For the record, I’m a happily married man and father of a beautiful little girl. I hope I never find myself getting divorced, but this article is for those dads who are in a divorce right now, or might be in the future. You never know what the future may hold, so you might as well prepare as best you can now.
Even though the law in most states starts with a presumption that both parents are entitled to equal custody, the reality feels somewhat different for many fathers going through the divorce process.
As a divorce attorney, I’ve had the opportunity to witness how courts treat dads compared to the moms when it comes to custody. The law is neutral, however the people who apply the law…not always the case. This is not going to be a rant on Judges. Like everything else in life, there are good and bad ones. Think of it this way:
Judges are just people who wear black robes, sit higher than everyone else and have a gavel.
Oh, and they get to make decisions that permanently affect your life. Like the rest of us, Judges have their own biases that either consciously or subconsciously come into play when they are making decisions regarding which parent has custody of the children.
When I’m in court, I notice that the fathers, whether they are model parents, or deadbeat dads, seem to have a tougher time convincing Judges that they are entitled to equal custody. In cases where fathers are seeking primary custody, that’s even tougher. I’m not saying dads never get custody, but I think it’s harder for them than moms.
If that’s the case, then us fathers have to do more and go above and beyond so that if we ever find ourselves in the unenviable position of fighting for custody of our children, we are in the best position to convince a Judge that we deserve it. And when I say fight for custody, I mean equal custody, not primary. From my perspective as a divorce attorney, dads seem to have a higher standard to prove in court in order to get what the law presumes we all have right now.
As a father, it bothers me that I can live a good life, be a good dad and still have to worry about not getting equal physical custody of my daughter in a divorce. I’ve played an active role in my daughter’s life since she was born and have cared for her just as much as her mother. (Mom may disagree at times when she feels like sweeping the floor and dad just wants to watch the game…but I digress).
I can think of nothing more gut wrenching than a father who is a daily active participant in his child’s life dealing with the new reality that a court is going to give him less than equal time because there is a divorce.
The harsh reality of divorce is that one marital household is now splitting into two separate households. The children can only be at one house at a time. Parties getting divorced are forced to negotiate a parenting time schedule and if they can’t agree, the court will create one.
While most parties do eventually agree on a parenting schedule, if you find yourself faced with the court choosing it for you, you need to be able to have ammunition (proofs) ready and available to convince the court to grant you the parenting schedule you are requesting.
That being said, here are five pieces of fatherly/lawyerly advice to keep in mind:
- Keep a log of the duties you take care of at home. For example, do you feed the baby (how often), do you do laundry, make meals, read stories, play one on one? Call it a man diary, but keeping records can pay dividends if you go to court.

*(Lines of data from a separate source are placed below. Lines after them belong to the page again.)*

use std::io::{self, IsTerminal, Read};

use anyhow::Result;
use clap::Parser;
use signage_rust::{Orientation, PageSize};

#[derive(Parser, Debug)]
#[command(
    name = "signage-rust",
    version,
    about = "Render print-ready event signage sheets to PDF"
)]
struct Cli {
    /// Job file (JSON, or TOML by extension). Reads JSON from stdin when omitted.
    #[arg(short = 'j', long = "job")]
    job: Option<String>,

    /// Page size (A4 or A3); overrides the job file
    #[arg(short = 's', long = "size")]
    size: Option<PageSize>,

    /// Page orientation (portrait or landscape); overrides the job file
    #[arg(short = 'o', long = "orientation")]
    orientation: Option<Orientation>,

    /// Directory the PDF is written to (default: current directory)
    #[arg(short = 'd', long = "out-dir")]
    out_dir: Option<String>,

    /// Read extra settings from a local TOML file
    #[arg(short = 'r', long = "read-settings")]
    read_settings: Option<String>,

    /// Also write a PNG preview of every page next to the PDF
    #[arg(long = "preview")]
    preview: bool,

    /// Enable verbose logging
    #[arg(long = "verbose")]
    verbose: bool,
}

fn main() -> Result<()> {
    let cli = Cli::parse();
    signage_rust::logging::init(cli.verbose)?;

    let input = if cli.job.is_none() && !io::stdin().is_terminal() {
        let mut buffer = String::new();
        io::stdin().read_to_string(&mut buffer)?;
        Some(buffer)
    } else {
        None
    };

    let output = signage_rust::run(
        signage_rust::Config {
            job_path: cli.job,
            size: cli.size,
            orientation: cli.orientation,
            out_dir: cli.out_dir,
            settings_path: cli.read_settings,
            preview: cli.preview,
        },
        input,
    )?;

    println!("{}", output.pdf_path.display());
    for preview in &output.previews {
        println!("{}", preview.display());
    }
    Ok(())
}
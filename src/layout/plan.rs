use crate::theme::Color;

#[derive(Debug, Clone, Copy, PartialEq)]
pub struct Point {
    pub x: f32,
    pub y: f32,
}

impl Point {
    pub const fn new(x: f32, y: f32) -> Self {
        Self { x, y }
    }
}

/// Axis-aligned box; `y` is the bottom edge (PDF coordinates).
#[derive(Debug, Clone, Copy, PartialEq)]
pub struct Bounds {
    pub x: f32,
    pub y: f32,
    pub w: f32,
    pub h: f32,
}

impl Bounds {
    pub const fn new(x: f32, y: f32, w: f32, h: f32) -> Self {
        Self { x, y, w, h }
    }

    pub fn right(&self) -> f32 {
        self.x + self.w
    }

    pub fn top(&self) -> f32 {
        self.y + self.h
    }

    pub fn center(&self) -> Point {
        Point::new(self.x + self.w * 0.5, self.y + self.h * 0.5)
    }
}

#[derive(Debug, Clone, Copy, PartialEq)]
pub struct Stroke {
    pub color: Color,
    pub width: f32,
}

#[derive(Debug, Clone, PartialEq)]
pub enum Shape {
    Rect {
        bounds: Bounds,
        radius: f32,
        fill: Option<Color>,
        stroke: Option<Stroke>,
    },
    Line {
        from: Point,
        to: Point,
        stroke: Stroke,
    },
    Circle {
        center: Point,
        radius: f32,
        stroke: Stroke,
    },
    /// Single line of text centred on `center_x`, sitting on `baseline`.
    Text {
        text: String,
        center_x: f32,
        baseline: f32,
        size: f32,
        width: f32,
        color: Color,
    },
    /// Slot for the document logo; pixels are supplied by the backend.
    Image { bounds: Bounds },
}

impl Shape {
    pub fn kind(&self) -> &'static str {
        match self {
            Shape::Rect { fill: Some(_), .. } => "filled-rect",
            Shape::Rect { .. } => "outlined-rect",
            Shape::Line { .. } => "line",
            Shape::Circle { .. } => "circle",
            Shape::Text { .. } => "text",
            Shape::Image { .. } => "image",
        }
    }
}

#[derive(Debug, Clone, Copy, PartialEq, Eq, Hash)]
pub enum Role {
    Background,
    HeaderRule,
    EventTitle,
    EventSubtitle,
    Block,
    BlockBorder,
    ZoneTitle,
    Icon,
    ZoneSubtitle,
    FooterRule,
    Logo,
}

impl Role {
    pub fn as_str(&self) -> &'static str {
        match self {
            Role::Background => "background",
            Role::HeaderRule => "header-rule",
            Role::EventTitle => "event-title",
            Role::EventSubtitle => "event-subtitle",
            Role::Block => "block",
            Role::BlockBorder => "block-border",
            Role::ZoneTitle => "zone-title",
            Role::Icon => "icon",
            Role::ZoneSubtitle => "zone-subtitle",
            Role::FooterRule => "footer-rule",
            Role::Logo => "logo",
        }
    }
}

#[derive(Debug, Clone, PartialEq)]
pub struct Element {
    pub role: Role,
    pub shape: Shape,
}

/// Backend-agnostic drawing instructions for one page, in paint order.
#[derive(Debug, Clone, PartialEq)]
pub struct DrawPlan {
    pub width: f32,
    pub height: f32,
    pub elements: Vec<Element>,
}

impl DrawPlan {
    pub fn new(width: f32, height: f32) -> Self {
        Self {
            width,
            height,
            elements: Vec::new(),
        }
    }

    pub fn push(&mut self, role: Role, shape: Shape) {
        self.elements.push(Element { role, shape });
    }

    pub fn with_role(&self, role: Role) -> impl Iterator<Item = &Shape> {
        self.elements
            .iter()
            .filter(move |element| element.role == role)
            .map(|element| &element.shape)
    }

    pub fn has_role(&self, role: Role) -> bool {
        self.with_role(role).next().is_some()
    }

    /// Text of the first text element with `role`.
    pub fn text_of(&self, role: Role) -> Option<&str> {
        self.with_role(role).find_map(|shape| match shape {
            Shape::Text { text, .. } => Some(text.as_str()),
            _ => None,
        })
    }

    /// One `role: kind` line per element.
    pub fn outline(&self) -> String {
        self.elements
            .iter()
            .map(|element| format!("{}: {}", element.role.as_str(), element.shape.kind()))
            .collect::<Vec<_>>()
            .join("\n")
    }
}
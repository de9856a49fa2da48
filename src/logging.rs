use anyhow::Result;
use tracing::Level;
use tracing_subscriber::fmt;

/// Installs a stderr subscriber when `verbose` is set; logging stays silent otherwise.
pub fn init(verbose: bool) -> Result<()> {
    if !verbose {
        return Ok(());
    }
    let _ = fmt()
        .with_max_level(Level::DEBUG)
        .with_writer(std::io::stderr)
        .with_target(false)
        .with_level(true)
        .try_init();
    Ok(())
}
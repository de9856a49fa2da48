use crate::font::FontMetrics;

/// Decrement applied between candidate sizes.
pub const FIT_STEP: f32 = 2.0;

/// Largest size from `max_size` down to `min_size`, in steps of [`FIT_STEP`],
/// at which `text` fits on one line within `max_width`.
///
/// Falls back to `min_size` when nothing fits; the text then overflows.
pub fn fit_text(
    text: &str,
    max_width: f32,
    font: &FontMetrics,
    max_size: f32,
    min_size: f32,
) -> f32 {
    let text = text.trim();
    let mut size = max_size;
    while size >= min_size {
        if font.text_width(text, size) <= max_width {
            return size;
        }
        size -= FIT_STEP;
    }
    min_size
}
use serde::Deserialize;

#[derive(Debug, Clone, Copy, PartialEq, Eq, Hash, Default, Deserialize)]
#[serde(rename_all = "lowercase")]
pub enum IconKind {
    #[default]
    None,
    #[serde(alias = "wc")]
    Restrooms,
    #[serde(alias = "coat")]
    Cloakroom,
    Info,
    Coffee,
    Exit,
    Auditorium,
    Room,
}

impl IconKind {
    pub const ALL: [IconKind; 8] = [
        IconKind::None,
        IconKind::Restrooms,
        IconKind::Cloakroom,
        IconKind::Info,
        IconKind::Coffee,
        IconKind::Exit,
        IconKind::Auditorium,
        IconKind::Room,
    ];
}

#[derive(Debug, Clone, Copy, PartialEq, Eq, Default, Deserialize)]
#[serde(rename_all = "lowercase")]
pub enum StyleVariant {
    /// Solid accent block with light text.
    #[default]
    Premium,
    /// Outlined block with a heavy top border; saves ink.
    Eco,
}

/// Content of one sign page, fully resolved by the caller.
#[derive(Debug, Clone, PartialEq, Default, Deserialize)]
pub struct PageSpec {
    #[serde(default)]
    pub event_title: String,
    #[serde(default)]
    pub event_subtitle: Option<String>,
    pub zone_title: String,
    #[serde(default)]
    pub zone_subtitle: Option<String>,
    #[serde(default)]
    pub icon_kind: IconKind,
    #[serde(default, alias = "theme_variant")]
    pub style_variant: StyleVariant,
}

impl PageSpec {
    pub fn new(event_title: impl Into<String>, zone_title: impl Into<String>) -> Self {
        Self {
            event_title: event_title.into(),
            zone_title: zone_title.into(),
            ..Self::default()
        }
    }

    pub fn with_event_subtitle(mut self, value: impl Into<String>) -> Self {
        self.event_subtitle = Some(value.into());
        self
    }

    pub fn with_zone_subtitle(mut self, value: impl Into<String>) -> Self {
        self.zone_subtitle = Some(value.into());
        self
    }

    pub fn with_icon(mut self, icon_kind: IconKind) -> Self {
        self.icon_kind = icon_kind;
        self
    }

    pub fn with_style(mut self, style_variant: StyleVariant) -> Self {
        self.style_variant = style_variant;
        self
    }

    /// Trims every text field; blank optional fields become `None`.
    pub fn normalized(&self) -> PageSpec {
        PageSpec {
            event_title: self.event_title.trim().to_string(),
            event_subtitle: trim_optional(self.event_subtitle.as_deref()),
            zone_title: self.zone_title.trim().to_string(),
            zone_subtitle: trim_optional(self.zone_subtitle.as_deref()),
            icon_kind: self.icon_kind,
            style_variant: self.style_variant,
        }
    }
}

fn trim_optional(value: Option<&str>) -> Option<String> {
    value
        .map(str::trim)
        .filter(|value| !value.is_empty())
        .map(str::to_string)
}
//! Scalar summary lines

use feature_engine::ScenarioInput;
use inference_engine::GroundMotion;
use serde::Serialize;

/// Format a float the way the form has always shown it: shortest
/// round-trip digits, whole numbers keep one decimal ("10.0").
pub fn format_value(value: f64) -> String {
    if value.is_finite() && value.fract() == 0.0 && value.abs() < 1e16 {
        format!("{:.1}", value)
    } else {
        format!("{}", value)
    }
}

fn round2(value: f64) -> f64 {
    (value * 100.0).round() / 100.0
}

/// Text shown for one prediction
#[derive(Debug, Clone, PartialEq, Serialize)]
pub struct Summary {
    /// Echo of the scenario inputs
    pub inputs: String,
    /// "PGA= ... (cm/s^2)"
    pub pga: String,
    /// "PGV= ...  cm/s"
    pub pgv: String,
}

impl Summary {
    pub fn new(input: &ScenarioInput, motion: &GroundMotion) -> Self {
        Self {
            inputs: Self::inputs_line(input),
            pga: format!("PGA= {} (cm/s^2)", format_value(round2(motion.pga))),
            pgv: format!("PGV= {}  cm/s", format_value(round2(motion.pgv))),
        }
    }

    /// "Mw= 7.8; RJB= 100 km; Soil Type= ...; Focal Depth= 10.0 km; Focal Mechanism= ..."
    pub fn inputs_line(input: &ScenarioInput) -> String {
        // RJB sits on an integer slider
        let distance = if input.distance.fract() == 0.0 {
            format!("{:.0}", input.distance)
        } else {
            format!("{}", input.distance)
        };
        format!(
            "Mw= {}; RJB= {} km; Soil Type= {}; Focal Depth= {} km; Focal Mechanism= {}",
            format_value(input.magnitude),
            distance,
            input.soil,
            format_value(input.focal_depth),
            input.mechanism
        )
    }
}

#[cfg(test)]
mod tests {
    use super::*;
    use feature_engine::{Mechanism, SoilClass};

    fn reference_input() -> ScenarioInput {
        ScenarioInput {
            magnitude: 7.8,
            distance: 100.0,
            focal_depth: 10.0,
            mechanism: Mechanism::StrikeSlip,
            soil: SoilClass::GenericSoil,
        }
    }

    #[test]
    fn test_format_value() {
        assert_eq!(format_value(10.0), "10.0");
        assert_eq!(format_value(7.8), "7.8");
        assert_eq!(format_value(0.03), "0.03");
        assert_eq!(format_value(89.1), "89.1");
    }

    #[test]
    fn test_inputs_line() {
        assert_eq!(
            Summary::inputs_line(&reference_input()),
            "Mw= 7.8; RJB= 100 km; Soil Type= Generic soil; Focal Depth= 10.0 km; Focal Mechanism= Strike-slip"
        );
    }

    #[test]
    fn test_scalar_lines_round_to_two_decimals() {
        let motion = GroundMotion {
            pga: 89.12345,
            pgv: 4.0,
            spectrum: Vec::new(),
        };
        let summary = Summary::new(&reference_input(), &motion);
        assert_eq!(summary.pga, "PGA= 89.12 (cm/s^2)");
        assert_eq!(summary.pgv, "PGV= 4.0  cm/s");
    }
}
//! Prediction pipeline: log-space model output to physical intensity measures

use crate::engine::InferenceEngine;
use crate::InferenceError;
use feature_engine::FeatureVector;
use serde::{Deserialize, Serialize};
use tracing::{debug, info};

/// Oscillator periods (s) in the order the model emits its PSA outputs.
pub const SPECTRAL_PERIODS: [f64; 13] = [
    0.03, 0.05, 0.1, 0.15, 0.2, 0.25, 0.3, 0.4, 0.5, 0.75, 1.0, 1.5, 2.0,
];

/// PGA, PGV, then one value per spectral period
pub const MODEL_OUTPUT_DIMENSION: usize = 2 + SPECTRAL_PERIODS.len();

/// One point of the response spectrum
#[derive(Debug, Clone, Copy, PartialEq, Serialize, Deserialize)]
pub struct SpectrumPoint {
    /// Oscillator period (s)
    pub period: f64,
    /// Pseudo-spectral acceleration (cm/s^2)
    pub psa: f64,
}

/// Predicted ground motion for one scenario
#[derive(Debug, Clone, PartialEq, Serialize, Deserialize)]
pub struct GroundMotion {
    /// Peak ground acceleration (cm/s^2)
    pub pga: f64,
    /// Peak ground velocity (cm/s)
    pub pgv: f64,
    /// Response spectrum sorted by ascending period
    pub spectrum: Vec<SpectrumPoint>,
}

/// Encoded features -> model -> exp -> (PGA, PGV, spectrum)
pub struct PredictionPipeline {
    engine: InferenceEngine,
    /// Periods in model output order
    periods: Vec<f64>,
}

impl PredictionPipeline {
    /// Pipeline over the canonical period list
    pub fn new(engine: InferenceEngine) -> Self {
        Self {
            engine,
            periods: SPECTRAL_PERIODS.to_vec(),
        }
    }

    /// Pipeline for a model whose PSA outputs follow `periods`. The list must
    /// hold distinct, finite, positive periods.
    pub fn with_periods(engine: InferenceEngine, periods: Vec<f64>) -> Result<Self, InferenceError> {
        if periods.is_empty() {
            return Err(InferenceError::InvalidPeriods("period list is empty".into()));
        }
        if let Some(p) = periods.iter().find(|p| !p.is_finite() || **p <= 0.0) {
            return Err(InferenceError::InvalidPeriods(format!(
                "period {} is not a positive finite number",
                p
            )));
        }
        let mut sorted = periods.clone();
        sorted.sort_by(f64::total_cmp);
        if let Some(pair) = sorted.windows(2).find(|w| w[0] == w[1]) {
            return Err(InferenceError::InvalidPeriods(format!(
                "period {} appears more than once",
                pair[0]
            )));
        }

        info!("Prediction pipeline using {} custom periods", periods.len());
        Ok(Self { engine, periods })
    }

    /// Number of values the model must return
    pub fn expected_outputs(&self) -> usize {
        2 + self.periods.len()
    }

    /// Underlying engine
    pub fn engine(&self) -> &InferenceEngine {
        &self.engine
    }

    /// Run one prediction
    pub fn run(&self, features: &FeatureVector) -> Result<GroundMotion, InferenceError> {
        let start = std::time::Instant::now();

        let log_values = self.engine.predict(features)?;
        if log_values.len() != self.expected_outputs() {
            return Err(InferenceError::InvalidOutputShape {
                expected: self.expected_outputs(),
                actual: log_values.len(),
            });
        }

        let values: Vec<f64> = log_values.iter().map(|v| v.exp()).collect();
        if let Some(pos) = values.iter().position(|v| !v.is_finite()) {
            return Err(InferenceError::InferenceFailed(format!(
                "output {} overflows after exp (ln value {})",
                pos, log_values[pos]
            )));
        }
        let pga = values[0];
        let pgv = values[1];

        let mut spectrum: Vec<SpectrumPoint> = self
            .periods
            .iter()
            .zip(&values[2..])
            .map(|(&period, &psa)| SpectrumPoint { period, psa })
            .collect();
        spectrum.sort_by(|a, b| a.period.total_cmp(&b.period));

        let elapsed = start.elapsed();
        metrics::counter!("gmm_predictions_total").increment(1);
        metrics::histogram!("gmm_prediction_latency_seconds").record(elapsed.as_secs_f64());
        debug!(
            "Prediction: PGA={:.2} PGV={:.2} ({} PSA points, {}us)",
            pga,
            pgv,
            spectrum.len(),
            elapsed.as_micros()
        );

        Ok(GroundMotion { pga, pgv, spectrum })
    }
}
//! Dense multi-layer perceptron regressor loaded from JSON.
//!
//! The layout follows a fitted sklearn `MLPRegressor`: `coefs[i]` is an
//! `inputs x outputs` matrix, hidden layers share one activation and the
//! output layer is linear.

use crate::engine::RegressionModel;
use crate::pipeline::MODEL_OUTPUT_DIMENSION;
use crate::InferenceError;
use feature_engine::{FeatureVector, FEATURE_DIMENSION};
use serde::{Deserialize, Serialize};
use std::path::Path;
use tracing::debug;

/// Hidden layer activation
#[derive(Debug, Clone, Copy, PartialEq, Eq, Serialize, Deserialize)]
#[serde(rename_all = "snake_case")]
pub enum Activation {
    Identity,
    Logistic,
    Tanh,
    Relu,
}

impl Activation {
    fn apply(&self, x: f64) -> f64 {
        match self {
            Activation::Identity => x,
            Activation::Logistic => 1.0 / (1.0 + (-x).exp()),
            Activation::Tanh => x.tanh(),
            Activation::Relu => x.max(0.0),
        }
    }
}

fn default_activation() -> Activation {
    Activation::Relu
}

#[derive(Debug, Clone, Serialize, Deserialize)]
pub struct MlpModel {
    #[serde(default = "default_activation")]
    pub activation: Activation,
    pub coefs: Vec<Vec<Vec<f64>>>,
    pub intercepts: Vec<Vec<f64>>,
}

impl MlpModel {
    /// Read and validate a JSON export
    pub fn load(path: &Path) -> Result<Self, InferenceError> {
        let raw = std::fs::read_to_string(path).map_err(|e| {
            InferenceError::ModelLoadError(format!("{}: {}", path.display(), e))
        })?;
        let model: MlpModel = serde_json::from_str(&raw).map_err(|e| {
            InferenceError::ModelLoadError(format!("{}: {}", path.display(), e))
        })?;
        model.validate()?;
        debug!(
            "MLP loaded: layers={:?} activation={:?}",
            model.layer_sizes(),
            model.activation
        );
        Ok(model)
    }

    /// Layer widths from input to output
    pub fn layer_sizes(&self) -> Vec<usize> {
        let mut sizes = Vec::with_capacity(self.coefs.len() + 1);
        if let Some(first) = self.coefs.first() {
            sizes.push(first.len());
        }
        sizes.extend(self.intercepts.iter().map(|b| b.len()));
        sizes
    }

    pub fn validate(&self) -> Result<(), InferenceError> {
        if self.coefs.is_empty() {
            return Err(InferenceError::ModelLoadError("MLP has no layers".to_string()));
        }
        if self.coefs.len() != self.intercepts.len() {
            return Err(InferenceError::ModelLoadError(format!(
                "{} weight matrices but {} bias vectors",
                self.coefs.len(),
                self.intercepts.len()
            )));
        }

        let mut width = FEATURE_DIMENSION;
        for (layer, (weights, bias)) in self.coefs.iter().zip(&self.intercepts).enumerate() {
            if weights.len() != width {
                return Err(InferenceError::InvalidInputShape {
                    expected: format!("layer {} with {} inputs", layer, width),
                    actual: format!("{} inputs", weights.len()),
                });
            }
            if let Some(row) = weights.iter().position(|row| row.len() != bias.len()) {
                return Err(InferenceError::ModelLoadError(format!(
                    "layer {} row {} has {} weights, expected {}",
                    layer,
                    row,
                    weights[row].len(),
                    bias.len()
                )));
            }
            width = bias.len();
        }

        if width != MODEL_OUTPUT_DIMENSION {
            return Err(InferenceError::ModelLoadError(format!(
                "MLP produces {} outputs, expected {}",
                width, MODEL_OUTPUT_DIMENSION
            )));
        }
        Ok(())
    }

    /// Forward pass
    pub fn forward(&self, input: &[f64]) -> Vec<f64> {
        let last = self.coefs.len().saturating_sub(1);
        let mut activations = input.to_vec();

        for (layer, (weights, bias)) in self.coefs.iter().zip(&self.intercepts).enumerate() {
            let mut next = bias.clone();
            for (x, row) in activations.iter().zip(weights) {
                for (out, w) in next.iter_mut().zip(row) {
                    *out += x * w;
                }
            }
            if layer != last {
                for v in next.iter_mut() {
                    *v = self.activation.apply(*v);
                }
            }
            activations = next;
        }

        activations
    }
}

impl RegressionModel for MlpModel {
    fn predict(&self, features: &FeatureVector) -> Result<Vec<f64>, InferenceError> {
        Ok(self.forward(&features.values))
    }

    fn describe(&self) -> String {
        format!("mlp {:?} ({:?})", self.layer_sizes(), self.activation)
    }
}

#[cfg(test)]
mod tests {
    use super::*;
    use std::io::Write;

    /// 9 -> 2 -> 15 network with hand-picked weights
    fn small_model() -> MlpModel {
        let mut hidden = vec![vec![0.0; 2]; FEATURE_DIMENSION];
        hidden[0] = vec![1.0, 0.0]; // magnitude
        hidden[1] = vec![0.0, -1.0]; // distance
        let output = vec![vec![1.0; MODEL_OUTPUT_DIMENSION], vec![0.5; MODEL_OUTPUT_DIMENSION]];
        MlpModel {
            activation: Activation::Relu,
            coefs: vec![hidden, output],
            intercepts: vec![vec![0.0, 1.0], vec![0.25; MODEL_OUTPUT_DIMENSION]],
        }
    }

    #[test]
    fn test_forward_pass() {
        let model = small_model();
        model.validate().unwrap();

        let mut features = FeatureVector::default();
        features.values[0] = 6.0;
        features.values[1] = 0.5;

        // hidden = relu([6.0, 1.0 - 0.5]) = [6.0, 0.5]
        // out = 6.0 * 1.0 + 0.5 * 0.5 + 0.25
        let out = model.predict(&features).unwrap();
        assert_eq!(out.len(), MODEL_OUTPUT_DIMENSION);
        assert!((out[0] - 6.5).abs() < 1e-12);
    }

    #[test]
    fn test_relu_clamps_hidden_units() {
        let model = small_model();
        let mut features = FeatureVector::default();
        features.values[1] = 100.0;

        // second hidden unit is 1 - 100 -> clamped to 0
        let out = model.predict(&features).unwrap();
        assert!((out[3] - 0.25).abs() < 1e-12);
    }

    #[test]
    fn test_wrong_input_width_rejected() {
        let mut model = small_model();
        model.coefs[0].pop();
        assert!(matches!(
            model.validate(),
            Err(InferenceError::InvalidInputShape { .. })
        ));
    }

    #[test]
    fn test_wrong_output_width_rejected() {
        let mut model = small_model();
        for row in model.coefs[1].iter_mut() {
            row.pop();
        }
        model.intercepts[1].pop();
        assert!(matches!(model.validate(), Err(InferenceError::ModelLoadError(_))));
    }

    #[test]
    fn test_load_from_json_file() {
        let mut file = tempfile::Builder::new().suffix(".json").tempfile().unwrap();
        let json = serde_json::to_string(&small_model()).unwrap();
        file.write_all(json.as_bytes()).unwrap();

        let loaded = MlpModel::load(file.path()).unwrap();
        assert_eq!(loaded.layer_sizes(), vec![FEATURE_DIMENSION, 2, MODEL_OUTPUT_DIMENSION]);
        assert_eq!(loaded.activation, Activation::Relu);
    }

    #[test]
    fn test_activation_defaults_to_relu() {
        let model = small_model();
        let mut value = serde_json::to_value(&model).unwrap();
        value.as_object_mut().unwrap().remove("activation");
        let parsed: MlpModel = serde_json::from_value(value).unwrap();
        assert_eq!(parsed.activation, Activation::Relu);
    }
}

- Don’t get into frequent yelling matches with your spouse or ex in front of the children. First, and most importantly, it’s not good for them to see, but second, it opens up the opportunity for her to record you and use it against you in court. Just not worth it, but easier said than done…so be mindful.
- Don’t open yourself up to being on the wrong end of a domestic violence complaint. This is a touchy subject that I could spend hours on , but do what you can not to put yourself in a bad spot. This coincides with number 2.
- Love your children. When they get older and if you are still dealing with custody issues with your ex (unfortunately, this happens) a court may choose to speak with the children about the home environment and your relationship. Typically, courts lean toward not including children in custody matters, but if the child is a teenager, it’s possible they will because a child will most likely give the most honest answer to the Judge’s questions about the home environment and your parenting style.
Always spend money on the children. What do I mean by this? If you pay child support and your ex asks you to contribute to summer camp, or an extra-curricular activity, which was not contemplated or included in the child support calculations, then do it if you can afford to. Keep records of all payments you make. Courts don’t like to see father’s who refuse to pay for their kids when they are able to do so. See number 4.
Following these rules may seem like common sense, but believe me, a lot of fathers out there ignore them, or just don’t care. If you are dealing with custody and you care about your kids, these rules will put you in the best position to get what you want in a custody hearing.
It basically comes down to being a good dad and putting your children first. Of course, if you get a biased Judge with an agenda…I’ll write about that in another article.